T

he economic imperative for better health care at a lower cost has never been more urgent. Changing the way that health care providers are paid is at the core of solving the problem. Bipartisan support has formed around the idea of flexibility and innovation in how care is delivered in conjunction with more accountability for results. But the journey toward implementing these new models of care and payment is a difficult one.

Success in these reforms means moving away from relying only or primarily on fee-for-service payments. The Centers for Medicare and Medicaid Services and, by extension, private payers rely on a highly complex system of fee-for-service prices.
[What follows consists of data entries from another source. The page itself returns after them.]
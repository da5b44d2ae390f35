//! Cost function minimized by the swarm
//!
//! A raw position is projected onto the simplex as `x / sum(x)` before it is
//! scored, so the swarm can move freely inside its bounding box.

use crate::error::Result;
use crate::metrics::{AssetMoments, sharpe_ratio};
use crate::model::{PortfolioMetrics, WeightVector};

use super::config::PenaltyConfig;

/// A scored candidate
#[derive(Debug, Clone, PartialEq)]
pub struct Evaluation {
    pub weights: WeightVector,
    pub metrics: PortfolioMetrics,
    pub penalty: f64,
    pub cost: f64,
}

/// `-sharpe + penalty` against fixed moments, ceiling and rate
#[derive(Debug, Clone, Copy)]
pub struct Objective<'a> {
    moments: &'a AssetMoments,
    risk_ceiling: f64,
    risk_free_rate: f64,
    penalty: PenaltyConfig,
}

impl<'a> Objective<'a> {
    pub fn new(
        moments: &'a AssetMoments,
        risk_ceiling: f64,
        risk_free_rate: f64,
        penalty: PenaltyConfig,
    ) -> Self {
        Self {
            moments,
            risk_ceiling,
            risk_free_rate,
            penalty,
        }
    }

    /// Score a raw position.
    ///
    /// Fails when the position cannot be normalized (zero sum) or the
    /// resulting portfolio has zero volatility.
    pub fn evaluate(&self, position: &[f64]) -> Result<Evaluation> {
        let weights = WeightVector::normalize(position)?;
        let expected_return = self.moments.expected_return(weights.as_slice());
        let volatility = self.moments.volatility(weights.as_slice());
        let sharpe_ratio = sharpe_ratio(expected_return, volatility, self.risk_free_rate)?;
        let penalty = self.penalty.penalty(volatility, self.risk_ceiling);
        Ok(Evaluation {
            weights,
            metrics: PortfolioMetrics {
                expected_return,
                volatility,
                sharpe_ratio,
            },
            penalty,
            cost: -sharpe_ratio + penalty,
        })
    }

    /// Cost of a raw position; `+∞` for positions [`Self::evaluate`] rejects.
    pub fn cost(&self, position: &[f64]) -> f64 {
        self.evaluate(position)
            .map_or(f64::INFINITY, |evaluation| evaluation.cost)
    }
}

#[cfg(test)]
mod tests {
    use super::*;
    use crate::model::ReturnSeries;

    fn moments() -> AssetMoments {
        let returns = ReturnSeries::from_rows(
            vec!["A".into(), "B".into()],
            vec![
                vec![0.02, -0.02],
                vec![-0.01, 0.01],
                vec![0.03, -0.03],
                vec![-0.02, 0.02],
            ],
        )
        .unwrap();
        AssetMoments::estimate(&returns).unwrap()
    }

    #[test]
    fn test_scale_invariant() {
        let m = moments();
        let objective = Objective::new(&m, 0.2, 0.0, PenaltyConfig::default());
        let a = objective.cost(&[0.2, 0.6]);
        let b = objective.cost(&[0.1, 0.3]);
        assert!((a - b).abs() < 1e-12, "{a} vs {b}");
    }

    #[test]
    fn test_zero_sum_and_zero_volatility_cost_infinity() {
        let m = moments();
        let objective = Objective::new(&m, 0.2, 0.0, PenaltyConfig::default());
        assert_eq!(objective.cost(&[0.0, 0.0]), f64::INFINITY);
        // Perfectly anti-correlated pair cancels at equal weights
        assert_eq!(objective.cost(&[0.5, 0.5]), f64::INFINITY);
    }

    #[test]
    fn test_cost_includes_penalty() {
        let m = moments();
        let objective = Objective::new(&m, 0.01, 0.0, PenaltyConfig::default());
        let eval = objective.evaluate(&[1.0, 0.0]).unwrap();
        assert!(eval.penalty > 0.0);
        assert!((eval.cost - (-eval.metrics.sharpe_ratio + eval.penalty)).abs() < 1e-12);
    }
}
More than 47,000 different prices are listed for covered health care services, while many services and interventions that could lower costs and improve care — such as team-based approaches to care, telemedicine, and digital health services, personalized services based on new diagnostics and big-data capabilities, or spending time with a patient to develop a care plan that reflects their preferences — aren’t covered much or at all. Medicare prices are determined by thousands of pages of regulation and legislation.

Since its creation in the Affordable Care Act, the Center for Medicare and Medicaid Innovation has led efforts at CMS to advance alternatives to fee-for-service. Working with CMS, and with states and employers, Medicare Advantage plans, Medicaid managed care plans, and commercial insurance plans are implementing new payment models that in many cases represent more fundamental reforms than Medicare has yet undertaken. But most payment reforms are still at relatively early stages, and private-sector innovators cannot make the shift without the government’s commitment to shift from volume- to value-based payments.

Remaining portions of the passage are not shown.